In at least
one case, though, Becker himself is a bit too dismissive of a philosophical
line of argument. Becker discusses how
the notion of a multiverse has been
defended by many physicists on the basis of several independent considerations,
viz. Hugh Everett’s “many worlds” interpretation of quantum mechanics, inflationary
cosmology, and string theory. One
objection raised against the notion in any of these versions is that it is unfalsifiable– that is to say, that it
generates no predictions that could in principle be proven false by observation
and experiment, in which case it is empirically untestable.
Becker
rightly notes that falsifiability, a theme made famous by Karl Popper, is not
as straightforward a matter as popular presentations often suppose.
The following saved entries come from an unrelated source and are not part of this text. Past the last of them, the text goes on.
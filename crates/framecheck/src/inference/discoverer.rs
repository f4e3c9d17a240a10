//! Constraint discovery from a reference table.

use std::cmp::Ordering;
use std::collections::HashSet;

use tracing::{debug, info};

use crate::input::{Column, ColumnKind, DataTable, Number, Value};
use crate::schema::{ColumnConstraints, Constraint, ConstraintSet};

/// Derives a [`ConstraintSet`] from the contents of a table.
///
/// Every column gets `data_type` and `nullable`. Further constraints depend
/// on the column kind:
///
/// | Kind                      | Constraints                                         |
/// |---------------------------|-----------------------------------------------------|
/// | numeric                   | `min_value`, `max_value`                            |
/// | datetime                  | `min_date`, `max_date`                              |
/// | categorical / text        | `unique`, `min_length`, `max_length`, `value_range` |
/// | boolean                   | none                                                |
#[derive(Debug, Clone, Default)]
pub struct Discoverer;

impl Discoverer {
    pub fn new() -> Self {
        Self
    }

    /// Discover constraints for every column, in table column order.
    pub fn discover(&self, table: &DataTable) -> ConstraintSet {
        let mut set = ConstraintSet::new();

        for column in table.columns() {
            let record = self.discover_column(column);
            debug!(
                column = %column.name(),
                dtype = %column.dtype(),
                constraints = record.len(),
                "Discovered column constraints"
            );
            set.insert(column.name(), record);
        }

        info!(
            columns = set.len(),
            rows = table.row_count(),
            "Constraint discovery complete"
        );
        set
    }

    /// Discover the constraint record of a single column.
    pub fn discover_column(&self, column: &Column) -> ColumnConstraints {
        let mut record = ColumnConstraints::new()
            .with(Constraint::DataType(column.dtype().name().to_string()))
            .with(Constraint::Nullable(column.null_count() > 0));

        match column.kind() {
            ColumnKind::Numeric => {
                let (min, max) = numeric_bounds(column);
                record.insert(Constraint::MinValue(min));
                record.insert(Constraint::MaxValue(max));
            }
            ColumnKind::DateTime => {
                let dates = column.iter().filter_map(Value::as_datetime);
                let (min, max) = dates.fold((None, None), |(lo, hi), dt| {
                    (
                        Some(lo.map_or(dt, |l: chrono::NaiveDateTime| l.min(dt))),
                        Some(hi.map_or(dt, |h: chrono::NaiveDateTime| h.max(dt))),
                    )
                });
                record.insert(Constraint::MinDate(min.map(|dt| dt.date())));
                record.insert(Constraint::MaxDate(max.map(|dt| dt.date())));
            }
            ColumnKind::Categorical | ColumnKind::Text | ColumnKind::Other => {
                let (min_length, max_length) = length_bounds(column);
                record.insert(Constraint::Unique(!column.has_duplicates()));
                record.insert(Constraint::MinLength(min_length));
                record.insert(Constraint::MaxLength(max_length));
                record.insert(Constraint::ValueRange(distinct_values(column)));
            }
            ColumnKind::Boolean => {}
        }

        record
    }
}

/// Column minimum and maximum, ignoring nulls; integer columns keep integer
/// bounds.
fn numeric_bounds(column: &Column) -> (Option<Number>, Option<Number>) {
    let mut min: Option<Number> = None;
    let mut max: Option<Number> = None;

    for number in column.iter().filter_map(Number::from_value) {
        if min.is_none_or(|m| number.compare(&m) == Some(Ordering::Less)) {
            min = Some(number);
        }
        if max.is_none_or(|m| number.compare(&m) == Some(Ordering::Greater)) {
            max = Some(number);
        }
    }

    (min, max)
}

/// Shortest and longest rendered length of the non-null values, `(0, 0)` for
/// an all-null column.
fn length_bounds(column: &Column) -> (usize, usize) {
    let lengths = column
        .iter()
        .filter(|v| !v.is_null())
        .map(|v| v.render().chars().count());

    lengths
        .fold(None, |bounds: Option<(usize, usize)>, len| match bounds {
            None => Some((len, len)),
            Some((lo, hi)) => Some((lo.min(len), hi.max(len))),
        })
        .unwrap_or((0, 0))
}

/// Distinct values in first-appearance order, with a trailing null if the
/// column has any nulls.
fn distinct_values(column: &Column) -> Vec<Value> {
    let mut seen = HashSet::new();
    let mut values = Vec::new();
    let mut has_null = false;

    for value in column.iter() {
        match value.key() {
            None => has_null = true,
            Some(key) => {
                if seen.insert(key) {
                    values.push(value.clone());
                }
            }
        }
    }

    if has_null {
        values.push(Value::Null);
    }
    values
}

#[cfg(test)]
mod tests {
    use super::*;
    use crate::input::DType;
    use crate::schema::CheckKind;
    use chrono::NaiveDate;

    fn discover(column: Column) -> ColumnConstraints {
        Discoverer::new().discover_column(&column)
    }

    #[test]
    fn test_numeric_column() {
        let record = discover(Column::from_values(
            "age",
            vec![Value::Int(25), Value::Null, Value::Int(-5), Value::Int(150)],
        ));

        assert_eq!(
            record.kinds().collect::<Vec<_>>(),
            vec![
                CheckKind::DataType,
                CheckKind::Nullable,
                CheckKind::MinValue,
                CheckKind::MaxValue
            ]
        );
        assert_eq!(record.get(CheckKind::Nullable), Some(&Constraint::Nullable(true)));
        assert_eq!(
            record.get(CheckKind::MinValue),
            Some(&Constraint::MinValue(Some(Number::Int(-5))))
        );
        assert_eq!(
            record.get(CheckKind::MaxValue),
            Some(&Constraint::MaxValue(Some(Number::Int(150))))
        );
    }

    #[test]
    fn test_large_integer_bounds_are_exact() {
        let record = discover(Column::from_values(
            "id",
            vec![Value::Int(9_007_199_254_740_992), Value::Int(9_007_199_254_740_993)],
        ));
        assert_eq!(
            record.get(CheckKind::MaxValue),
            Some(&Constraint::MaxValue(Some(Number::Int(9_007_199_254_740_993))))
        );
        assert_eq!(
            record.get(CheckKind::MinValue),
            Some(&Constraint::MinValue(Some(Number::Int(9_007_199_254_740_992))))
        );
    }

    #[test]
    fn test_all_null_numeric_has_null_bounds() {
        let record = discover(Column::new("x", DType::Float64, vec![Value::Null, Value::Null]));
        assert_eq!(record.get(CheckKind::MinValue), Some(&Constraint::MinValue(None)));
        assert_eq!(record.get(CheckKind::MaxValue), Some(&Constraint::MaxValue(None)));
    }

    #[test]
    fn test_text_column() {
        let record = discover(Column::from_values(
            "code",
            vec![Value::from("A"), Value::from("BBB"), Value::Null, Value::from("A")],
        ));

        assert_eq!(record.get(CheckKind::DataType), Some(&Constraint::DataType("object".into())));
        assert_eq!(record.get(CheckKind::Unique), Some(&Constraint::Unique(false)));
        assert_eq!(record.get(CheckKind::MinLength), Some(&Constraint::MinLength(1)));
        assert_eq!(record.get(CheckKind::MaxLength), Some(&Constraint::MaxLength(3)));
        assert_eq!(
            record.get(CheckKind::ValueRange),
            Some(&Constraint::ValueRange(vec![
                Value::from("A"),
                Value::from("BBB"),
                Value::Null
            ]))
        );
    }

    #[test]
    fn test_all_null_text_column() {
        let record = discover(Column::from_values("empty", vec![Value::Null, Value::Null]));
        assert_eq!(record.get(CheckKind::Nullable), Some(&Constraint::Nullable(true)));
        assert_eq!(record.get(CheckKind::Unique), Some(&Constraint::Unique(true)));
        assert_eq!(record.get(CheckKind::MinLength), Some(&Constraint::MinLength(0)));
        assert_eq!(record.get(CheckKind::ValueRange), Some(&Constraint::ValueRange(vec![Value::Null])));
    }

    #[test]
    fn test_datetime_column() {
        let day = |d| {
            NaiveDate::from_ymd_opt(2023, 3, d)
                .unwrap()
                .and_hms_opt(12, 30, 0)
                .unwrap()
        };
        let record = discover(Column::from_values(
            "when",
            vec![Value::DateTime(day(15)), Value::DateTime(day(2)), Value::Null],
        ));

        assert_eq!(
            record.get(CheckKind::DataType),
            Some(&Constraint::DataType("datetime64[ns]".into()))
        );
        assert_eq!(
            record.get(CheckKind::MinDate),
            Some(&Constraint::MinDate(NaiveDate::from_ymd_opt(2023, 3, 2)))
        );
        assert_eq!(
            record.get(CheckKind::MaxDate),
            Some(&Constraint::MaxDate(NaiveDate::from_ymd_opt(2023, 3, 15)))
        );
    }

    #[test]
    fn test_boolean_column_gets_generic_pair_only() {
        let record = discover(Column::from_values("flag", vec![Value::Bool(true), Value::Bool(false)]));
        assert_eq!(record.len(), 2);
        assert!(record.kinds().all(|kind| kind.is_generic()));
    }

    #[test]
    fn test_discover_keeps_column_order() {
        let table = DataTable::from_rows(
            &["z", "a", "m"],
            vec![vec![Value::Int(1), Value::from("x"), Value::Bool(true)]],
        )
        .unwrap();
        let set = Discoverer::new().discover(&table);
        assert_eq!(set.column_names().collect::<Vec<_>>(), vec!["z", "a", "m"]);
    }

    #[test]
    fn test_empty_table_gives_empty_set() {
        assert!(Discoverer::new().discover(&DataTable::default()).is_empty());
    }
}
For one thing, a scientific theory is never
tested in isolation, because it never generates predictions in isolation. Rather, its predictions follow from the
theory only together with various
further assumptions of a theoretical or empirical kind.
For example,
suppose researchers working for a soap company want to determine whether the
chemical ingredients in a new product they are developing really will, as they
suppose, kill certain kinds of bacteria.
They put samples of the bacteria on a slide, apply the soap, and see
what happens. If the bacteria are not
destroyed, has the theory been falsified?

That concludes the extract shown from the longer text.